Three of the lawmakers who signed the amicus brief — Representatives Bonnie Watson Coleman, Rob Menendez and LaMonica McIver — made headlines Friday after inspecting an Immigration and Customs Enforcement (ICE) facility in Newark, New Jersey.
While the lawmakers said they were exercising their right to conduct a congressional oversight visit of the newly-opened, privately operated immigration detention facility, the visit generated controversy when Newark Mayor Ras Baraka was arrested on trespassing charges.
On Friday, Vought’s top deputy at the OMB, Dan Bishop, suggested that those lawmakers and Baraka had “committed an insurrection” and urged law enforcement to “Hunt them down.”
Source: May 9, 2025 post by OMB Deputy Director Dan Bishop on the social media platform X.
Baraka told the New York Times that a security guard allowed him to enter the property through a locked gate, but said he was not allowed inside the facility while the three House Democrats were touring it.
“If I was on that property, I was invited there,” Baraka told the Times.
When the three Democratic lawmakers emerged, Baraka was arrested in what the Times described as “a brief but volatile clash that involved a team of masked federal agents wearing military fatigues and the three lawmakers.”
A spokeswoman for the Department of Homeland Security told CNN that members of Congress who were at the scene could face charges for “assaulting our ICE enforcement officers.”
Watson Coleman rejected the DHS’s claim in a press release that she and Menendez, “stormed the gate and broke into the detention facility.”
“The author of that press release was so unfamiliar with the facts on the ground that they didn’t even correctly count the number of Representatives present,” Watson Coleman told CNN.
With the fate of the CFPB apparently up to be determined in court, the Trump administration’s pick to lead the bureau, Jonathan McKernan, is set to be nominated to serve in a different role — undersecretary of domestic finance at the Treasury Department.

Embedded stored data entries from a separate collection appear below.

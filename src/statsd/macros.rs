/// Measures the enclosing scope and records it as a timer metric.
///
/// Expands to an [`crate::AutoTimer`] guard bound for the rest of the
/// scope; the elapsed milliseconds are recorded when the scope ends.
///
/// # Example
///
/// ```
/// fn handle_request() {
///     stout::measure_scope!("app.request.duration");
///     // ... do something lengthy ...
/// } // here, timer 'app.request.duration' is recorded
/// ```
#[macro_export]
macro_rules! measure_scope {
    ($metric:expr) => {
        let _stout_scope_timer = $crate::AutoTimer::new($metric);
    };
}

/// Measures the enclosing function under the metric
/// `app.fn.{function_name}`.
///
/// # Example
///
/// ```
/// fn reindex() {
///     stout::measure_fn!();
///     // ... do something lengthy ...
/// } // here, timer 'app.fn.reindex' is recorded
/// ```
#[macro_export]
macro_rules! measure_fn {
    () => {
        let _stout_scope_timer = {
            fn f() {}
            fn type_name_of<T>(_: T) -> &'static str {
                ::std::any::type_name::<T>()
            }
            let name = type_name_of(f);
            let name = name.strip_suffix("::f").unwrap_or(name);
            let name = name.rsplit("::").next().unwrap_or(name);
            $crate::AutoTimer::new(format!("app.fn.{name}"))
        };
    };
}

#[cfg(test)]
mod tests {
    #[test]
    fn test_measure_scope_compiles_and_drops() {
        crate::measure_scope!("unit.scope");
    }

    #[test]
    fn test_measure_fn_compiles_and_drops() {
        crate::measure_fn!();
    }
}
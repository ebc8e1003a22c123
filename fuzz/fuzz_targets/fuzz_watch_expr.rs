#![no_main]

use libfuzzer_sys::fuzz_target;
use stout::Watch;

// Fuzz target for the watch expression grammar
fuzz_target!(|data: &[u8]| {
    let Ok(text) = std::str::from_utf8(data) else {
        return;
    };

    if let Ok(watch) = text.parse::<Watch>() {
        // whatever parses must round-trip through its display form
        let again: Watch = watch.to_string().parse().expect("display must re-parse");
        assert_eq!(again, watch);
    }
});
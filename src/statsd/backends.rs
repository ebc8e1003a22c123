//! Flush sinks: console, plain-text file, JSON file, plus the contract
//! they all implement.

use std::fmt::Write as _;
use std::fs::OpenOptions;
use std::io::Write as _;
use std::path::PathBuf;

use crate::MetricResult;

use super::flush::Stats;
use super::tick;

/// The contract every flush sink implements.
///
/// Backends are called once per flush with a shared reference to the
/// snapshot, in registration order, never concurrently with themselves.
/// They must not retain the reference past the call; state worth keeping
/// (a baseline, say) has to be copied out. A failing backend is logged
/// and never prevents later backends from running.
pub trait StatsBackendTrait {
    /// Processes one flush snapshot.
    ///
    /// # Errors
    ///
    /// Implementations surface I/O failures here; the server logs them
    /// and moves on.
    fn emit(&mut self, stats: &Stats) -> MetricResult<()>;
}

/// Adapter turning a plain closure into a backend; used by
/// [`crate::ServerConfig::add_backend_fn`].
pub(crate) struct FnBackend<F>(pub(crate) F);

impl<F> StatsBackendTrait for FnBackend<F>
where
    F: FnMut(&Stats),
{
    fn emit(&mut self, stats: &Stats) -> MetricResult<()> {
        (self.0)(stats);
        Ok(())
    }
}

/// Dumps each flush to stdout.
#[derive(Debug, Default, Clone, Copy)]
pub struct ConsoleBackend;

impl StatsBackendTrait for ConsoleBackend {
    fn emit(&mut self, stats: &Stats) -> MetricResult<()> {
        for (name, rate) in &stats.counters {
            println!(" C: {name} - {rate:.2} 1/s");
        }
        for (name, value) in &stats.gauges {
            println!(" G: {name} - {value}");
        }
        for (name, data) in &stats.timers {
            println!(" H: {name} - {data}");
        }
        Ok(())
    }
}

/// Appends each flush to a plain-text file.
///
/// The file is opened and closed per flush, so the backend never holds
/// a handle between windows.
#[derive(Debug, Clone)]
pub struct FileBackend {
    path: PathBuf,
}

impl FileBackend {
    /// Creates a backend appending to `path`.
    #[must_use]
    pub fn new(path: impl Into<PathBuf>) -> Self {
        Self { path: path.into() }
    }
}

impl StatsBackendTrait for FileBackend {
    fn emit(&mut self, stats: &Stats) -> MetricResult<()> {
        let mut file = OpenOptions::new()
            .create(true)
            .append(true)
            .open(&self.path)?;

        writeln!(file, "@ TS: {}", tick::to_local_string(stats.timestamp))?;
        for (name, rate) in &stats.counters {
            writeln!(file, " C: {name} - {rate:.2} 1/s")?;
        }
        for (name, value) in &stats.gauges {
            writeln!(file, " G: {name} - {value}")?;
        }
        for (name, data) in &stats.timers {
            writeln!(file, " H: {name} - {data}")?;
        }
        writeln!(file, "----------------------------------------------")?;
        Ok(())
    }
}

/// Appends each flush to a file as one standalone JSON object.
///
/// The resulting file is a sequence of top-level objects, one per
/// flush, not a single JSON document.
#[derive(Debug, Clone)]
pub struct JsonFileBackend {
    path: PathBuf,
}

impl JsonFileBackend {
    /// Creates a backend appending to `path`.
    #[must_use]
    pub fn new(path: impl Into<PathBuf>) -> Self {
        Self { path: path.into() }
    }
}

impl StatsBackendTrait for JsonFileBackend {
    #[allow(clippy::cast_precision_loss)]
    fn emit(&mut self, stats: &Stats) -> MetricResult<()> {
        const INDENT: &str = "    ";

        let mut out = String::with_capacity(256);
        out.push_str("{\n");
        out.push_str(INDENT);
        let _ = write!(
            out,
            "{}: {}",
            quote("_timestamp"),
            quote(&tick::to_local_string(stats.timestamp))
        );

        for (name, rate) in &stats.counters {
            let _ = write!(out, ",\n{INDENT}{}: {}", quote(name), format_double(*rate));
        }
        for (name, value) in &stats.gauges {
            let _ = write!(out, ",\n{INDENT}{}: {value}", quote(name));
        }
        for (name, data) in &stats.timers {
            let _ = write!(
                out,
                ",\n{INDENT}{}: {{ \"avg\": {}, \"count\": {}, \"min\": {}, \"max\": {}, \"stddev\": {} }}",
                quote(name),
                format_double(data.avg),
                data.count,
                format_double(data.min as f64),
                format_double(data.max as f64),
                format_double(data.stddev),
            );
        }
        out.push_str("\n}\n");

        let mut file = OpenOptions::new()
            .create(true)
            .append(true)
            .open(&self.path)?;
        file.write_all(out.as_bytes())?;
        Ok(())
    }
}

/// JSON-quotes a string: short escapes for the usual suspects, `\uXXXX`
/// (uppercase, four digits) for the remaining control bytes.
fn quote(value: &str) -> String {
    let mut out = String::with_capacity(value.len() + 2);
    out.push('"');
    for ch in value.chars() {
        match ch {
            '"' => out.push_str("\\\""),
            '\\' => out.push_str("\\\\"),
            '\u{8}' => out.push_str("\\b"),
            '\u{c}' => out.push_str("\\f"),
            '\n' => out.push_str("\\n"),
            '\r' => out.push_str("\\r"),
            '\t' => out.push_str("\\t"),
            c if c > '\0' && c <= '\u{1f}' => {
                let _ = write!(out, "\\u{:04X}", c as u32);
            }
            c => out.push(c),
        }
    }
    out.push('"');
    out
}

/// Formats an `f64` the way C's `%#.16g` would, then truncates trailing
/// zeros after the decimal point keeping exactly one (`1.0`, `30.0`,
/// `1.50`). Output in fixed notation always ends in a digit.
#[allow(clippy::cast_possible_truncation, clippy::cast_sign_loss)]
fn format_double(value: f64) -> String {
    if value == 0.0 {
        return "0.0".to_owned();
    }
    if !value.is_finite() {
        return value.to_string();
    }

    let exp = value.abs().log10().floor() as i32;
    if (-4..16).contains(&exp) {
        let precision = (15 - exp).max(0) as usize;
        let mut text = format!("{value:.precision$}");
        if !text.contains('.') {
            text.push_str(".0");
        }
        truncate_zeros(&text)
    } else {
        // scientific notation keeps the full 15-digit mantissa
        let text = format!("{value:.15e}");
        match text.split_once('e') {
            Some((mantissa, exponent)) => {
                let exp_val: i32 = exponent.parse().unwrap_or(0);
                let sign = if exp_val < 0 { '-' } else { '+' };
                format!("{mantissa}e{sign}{:02}", exp_val.abs())
            }
            None => text,
        }
    }
}

fn truncate_zeros(text: &str) -> String {
    if !text.ends_with('0') {
        return text.to_owned();
    }

    let bytes = text.as_bytes();
    let mut i = bytes.len() - 1;
    while i > 0 && bytes[i] == b'0' {
        i -= 1;
    }
    let last_nonzero = i;

    // only truncate when everything from here back to a '.' is digits;
    // an exponent marker means the zeros are load-bearing
    loop {
        match bytes[i] {
            b'.' => return text[..=last_nonzero + 1].to_owned(),
            b'0'..=b'9' => {
                if i == 0 {
                    return text.to_owned();
                }
                i -= 1;
            }
            _ => return text.to_owned(),
        }
    }
}

#[cfg(test)]
mod tests {
    use super::*;
    use crate::statsd::flush::TimerData;
    use std::collections::BTreeMap;

    #[test]
    fn test_format_double_basics() {
        assert_eq!(format_double(0.0), "0.0");
        assert_eq!(format_double(1.0), "1.0");
        assert_eq!(format_double(30.0), "30.0");
        assert_eq!(format_double(1.5), "1.50");
        assert_eq!(format_double(0.5), "0.50");
        assert_eq!(format_double(-2.0), "-2.0");
        assert_eq!(format_double(8.0), "8.0");
    }

    #[test]
    fn test_format_double_keeps_significant_digits() {
        assert_eq!(format_double(14.142_135_623_730_951), "14.14213562373095");
        assert_eq!(format_double(0.1), "0.10");
        assert_eq!(format_double(123.456), "123.4560");
    }

    #[test]
    fn test_format_double_scientific() {
        assert_eq!(format_double(1e20), "1.000000000000000e+20");
        assert_eq!(format_double(1.5e-7), "1.500000000000000e-07");
    }

    #[test]
    fn test_format_double_round_trips() {
        for value in [0.0, 1.0, 8.0, 0.5, 30.0, 14.142_135_623_730_951, 123.456, 1e-3] {
            let text = format_double(value);
            let back: f64 = text.parse().unwrap();
            assert!((back - value).abs() <= f64::EPSILON * value.abs());
            assert!(text.matches('.').count() <= 1);
            assert!(text.ends_with(|c: char| c.is_ascii_digit()));
        }
    }

    #[test]
    fn test_quote_short_escapes() {
        assert_eq!(quote("plain"), "\"plain\"");
        assert_eq!(quote("a\"b"), "\"a\\\"b\"");
        assert_eq!(quote("a\\b"), "\"a\\\\b\"");
        assert_eq!(quote("a\nb\tc"), "\"a\\nb\\tc\"");
        assert_eq!(quote("\u{8}\u{c}\r"), "\"\\b\\f\\r\"");
    }

    #[test]
    fn test_quote_control_bytes_as_unicode_escapes() {
        assert_eq!(quote("\u{1}"), "\"\\u0001\"");
        assert_eq!(quote("\u{1f}"), "\"\\u001F\"");
    }

    fn sample_stats() -> Stats {
        let mut counters = BTreeMap::new();
        counters.insert("app.hits".to_owned(), 8.0);
        let mut gauges = BTreeMap::new();
        gauges.insert("queue.size".to_owned(), 13);
        let mut timers = BTreeMap::new();
        timers.insert(
            "lat".to_owned(),
            TimerData { count: 5, min: 10, max: 50, sum: 150, avg: 30.0, stddev: 14.0 },
        );
        Stats { timestamp: tick::now(), counters, gauges, timers }
    }

    #[test]
    fn test_file_backend_layout() {
        let path = std::env::temp_dir().join("stout-file-backend-test.data");
        let _ = std::fs::remove_file(&path);

        let mut backend = FileBackend::new(&path);
        backend.emit(&sample_stats()).unwrap();
        backend.emit(&sample_stats()).unwrap();

        let text = std::fs::read_to_string(&path).unwrap();
        let _ = std::fs::remove_file(&path);

        // two flushes appended, each with header, lines and separator
        assert_eq!(text.matches("@ TS: ").count(), 2);
        assert_eq!(text.matches(" C: app.hits - 8.00 1/s\n").count(), 2);
        assert_eq!(text.matches(" G: queue.size - 13\n").count(), 2);
        assert_eq!(
            text.matches(" H: lat - cnt: 5, min: 10, max: 50, sum: 150, avg: 30.00, stddev: 14.00\n")
                .count(),
            2
        );
        assert_eq!(
            text.lines().filter(|line| line.starts_with("----")).count(),
            2
        );
    }

    #[test]
    fn test_json_backend_layout() {
        let path = std::env::temp_dir().join("stout-json-backend-test.data");
        let _ = std::fs::remove_file(&path);

        let mut backend = JsonFileBackend::new(&path);
        backend.emit(&sample_stats()).unwrap();
        backend.emit(&sample_stats()).unwrap();

        let text = std::fs::read_to_string(&path).unwrap();
        let _ = std::fs::remove_file(&path);

        // one standalone object per flush
        assert_eq!(text.matches("{\n").count(), 2);
        assert_eq!(text.matches("\n}\n").count(), 2);
        assert_eq!(text.matches("\"_timestamp\": \"").count(), 2);
        assert!(text.contains("\"app.hits\": 8.0"));
        assert!(text.contains("\"queue.size\": 13"));
        assert!(text.contains(
            "\"lat\": { \"avg\": 30.0, \"count\": 5, \"min\": 10.0, \"max\": 50.0, \"stddev\": 14.0 }"
        ));
        // _timestamp comes first in every object
        for object in text.split("{\n").skip(1) {
            assert!(object.trim_start_matches(' ').starts_with("\"_timestamp\""));
        }
    }

    #[test]
    fn test_closure_backend() {
        let mut seen = 0;
        {
            let mut backend = FnBackend(|_stats: &Stats| {
                seen += 1;
            });
            backend.emit(&sample_stats()).unwrap();
            backend.emit(&sample_stats()).unwrap();
        }
        assert_eq!(seen, 2);
    }
}
//! Deployment backends for the deckhand deploy step.
//!
//! Provides:
//! - A `tokio::process` command runner
//! - Helm deployer (credentials, values file, repository, upgrade)
//! - Sentry release registrar

pub mod helm;
pub mod process;
pub mod sentry;

#[cfg(test)]
pub(crate) mod testing;

pub use deckhand_core::deployer::{ChartRepository, DeployStage, Deployer, ReleaseSpec};
pub use deckhand_core::release::{ReleaseStage, ReleaseTracker, SentryConfig};
pub use helm::HelmDeployer;
pub use process::ProcessRunner;
pub use sentry::SentryRegistrar;

/// Names of the external binaries to invoke.
#[derive(Debug, Clone, PartialEq, Eq)]
pub struct Toolchain {
    pub helm: String,
    pub kubectl: String,
    pub sentry_cli: String,
}

impl Default for Toolchain {
    fn default() -> Self {
        Self {
            helm: "helm".to_string(),
            kubectl: "kubectl".to_string(),
            sentry_cli: "sentry-cli".to_string(),
        }
    }
}
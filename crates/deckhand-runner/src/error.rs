//! Run error types.

use deckhand_config::ConfigError;
use thiserror::Error;

/// Result type for a deploy run.
pub type RunResult<T> = std::result::Result<T, RunError>;

/// Anything that fails a deploy run.
#[derive(Debug, Error)]
pub enum RunError {
    #[error("Input required and not supplied: {0}")]
    MissingInput(&'static str),

    #[error(transparent)]
    Config(#[from] ConfigError),

    #[error(transparent)]
    Core(#[from] deckhand_core::Error),
}

#[cfg(test)]
mod tests {
    use super::*;

    #[test]
    fn test_messages_are_passed_through() {
        assert_eq!(
            RunError::MissingInput("environment").to_string(),
            "Input required and not supplied: environment"
        );

        let err = RunError::from(ConfigError::Unparseable {
            content: "{".to_string(),
        });
        assert_eq!(err.to_string(), "Unable to parse config. Found content: {");
    }
}
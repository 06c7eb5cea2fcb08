//! GitHub API client for commit and release metadata.

use async_trait::async_trait;
use serde::{Deserialize, Serialize};

/// Read access to the source-control metadata a notification needs.
#[async_trait]
pub trait SourceControl: Send + Sync {
    /// Get a commit by sha, branch or tag.
    async fn commit(&self, owner: &str, repo: &str, reference: &str)
    -> Result<Commit, GitHubError>;

    /// Get the release published for a tag.
    async fn release_by_tag(
        &self,
        owner: &str,
        repo: &str,
        tag: &str,
    ) -> Result<Release, GitHubError>;
}

/// GitHub API client.
pub struct GitHubClient {
    client: reqwest::Client,
    access_token: String,
    api_url: String,
}

impl GitHubClient {
    /// Client for the REST API at `api_url` (`GITHUB_API_URL` on Actions runners).
    pub fn new(access_token: String, api_url: impl Into<String>) -> Self {
        Self {
            client: reqwest::Client::new(),
            access_token,
            api_url: api_url.into().trim_end_matches('/').to_string(),
        }
    }

    async fn get<T: serde::de::DeserializeOwned>(
        &self,
        url: &str,
        what: &str,
    ) -> Result<T, GitHubError> {
        let response = self
            .client
            .get(url)
            .header("Authorization", format!("Bearer {}", self.access_token))
            .header("User-Agent", "deckhand")
            .header("Accept", "application/vnd.github+json")
            .send()
            .await
            .map_err(|e| GitHubError::Request(e.to_string()))?;

        if !response.status().is_success() {
            let status = response.status();
            let text = response.text().await.unwrap_or_default();
            return Err(GitHubError::Api(format!(
                "Failed to get {} ({}): {}",
                what, status, text
            )));
        }

        response
            .json()
            .await
            .map_err(|e| GitHubError::Parse(e.to_string()))
    }
}

#[async_trait]
impl SourceControl for GitHubClient {
    async fn commit(
        &self,
        owner: &str,
        repo: &str,
        reference: &str,
    ) -> Result<Commit, GitHubError> {
        let url = format!(
            "{}/repos/{}/{}/commits/{}",
            self.api_url,
            owner,
            repo,
            urlencoding::encode(reference)
        );
        self.get(&url, "commit").await
    }

    async fn release_by_tag(
        &self,
        owner: &str,
        repo: &str,
        tag: &str,
    ) -> Result<Release, GitHubError> {
        let url = format!(
            "{}/repos/{}/{}/releases/tags/{}",
            self.api_url,
            owner,
            repo,
            urlencoding::encode(tag)
        );
        self.get(&url, "release").await
    }
}

/// A commit as returned by the commits API.
#[derive(Debug, Clone, Serialize, Deserialize)]
pub struct Commit {
    pub sha: String,
    pub html_url: String,
    /// GitHub account of the author; absent when the email is not linked.
    pub author: Option<GitHubUser>,
    pub commit: CommitDetail,
}

#[derive(Debug, Clone, Serialize, Deserialize)]
pub struct CommitDetail {
    pub message: String,
    pub author: Option<GitAuthor>,
}

#[derive(Debug, Clone, Serialize, Deserialize)]
pub struct GitAuthor {
    pub name: String,
}

/// GitHub user information.
#[derive(Debug, Clone, Serialize, Deserialize)]
pub struct GitHubUser {
    pub login: String,
    pub avatar_url: String,
    pub html_url: String,
}

/// A published release.
#[derive(Debug, Clone, Serialize, Deserialize)]
pub struct Release {
    pub html_url: String,
    pub body: Option<String>,
}

/// GitHub API errors.
#[derive(Debug, thiserror::Error)]
pub enum GitHubError {
    #[error("Request failed: {0}")]
    Request(String),

    #[error("API error: {0}")]
    Api(String),

    #[error("Parse error: {0}")]
    Parse(String),
}

#[cfg(test)]
mod tests {
    use super::*;

    #[test]
    fn test_commit_without_linked_author() {
        let raw = r#"{
            "sha": "abcdef1234567",
            "html_url": "https://github.com/acme/shop/commit/abcdef1234567",
            "author": null,
            "commit": { "message": "Fix checkout", "author": { "name": "Jane" } }
        }"#;

        let commit: Commit = serde_json::from_str(raw).unwrap();
        assert!(commit.author.is_none());
        assert_eq!(commit.commit.message, "Fix checkout");
        assert_eq!(commit.commit.author.unwrap().name, "Jane");
    }

    #[test]
    fn test_api_url_is_normalized() {
        let client = GitHubClient::new("t".to_string(), "https://ghe.local/api/v3/");
        assert_eq!(client.api_url, "https://ghe.local/api/v3");
    }
}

McKernan’s nomination to lead the CFPB was endorsed on March 6 by the Senate Banking Committee in a 13-11 party line vote, but had not yet been voted on by the full Senate.
In the meantime, the former FDIC board member has has been working as an advisor at the Treasury Department, where he has become “an integral part” of Treasury Secretary Scott Bessent’s senior team.
“His continued service at Treasury will ensure that his experience and expertise are best put to advancing the President’s America First agenda,” the Treasury Department said in a press release Friday.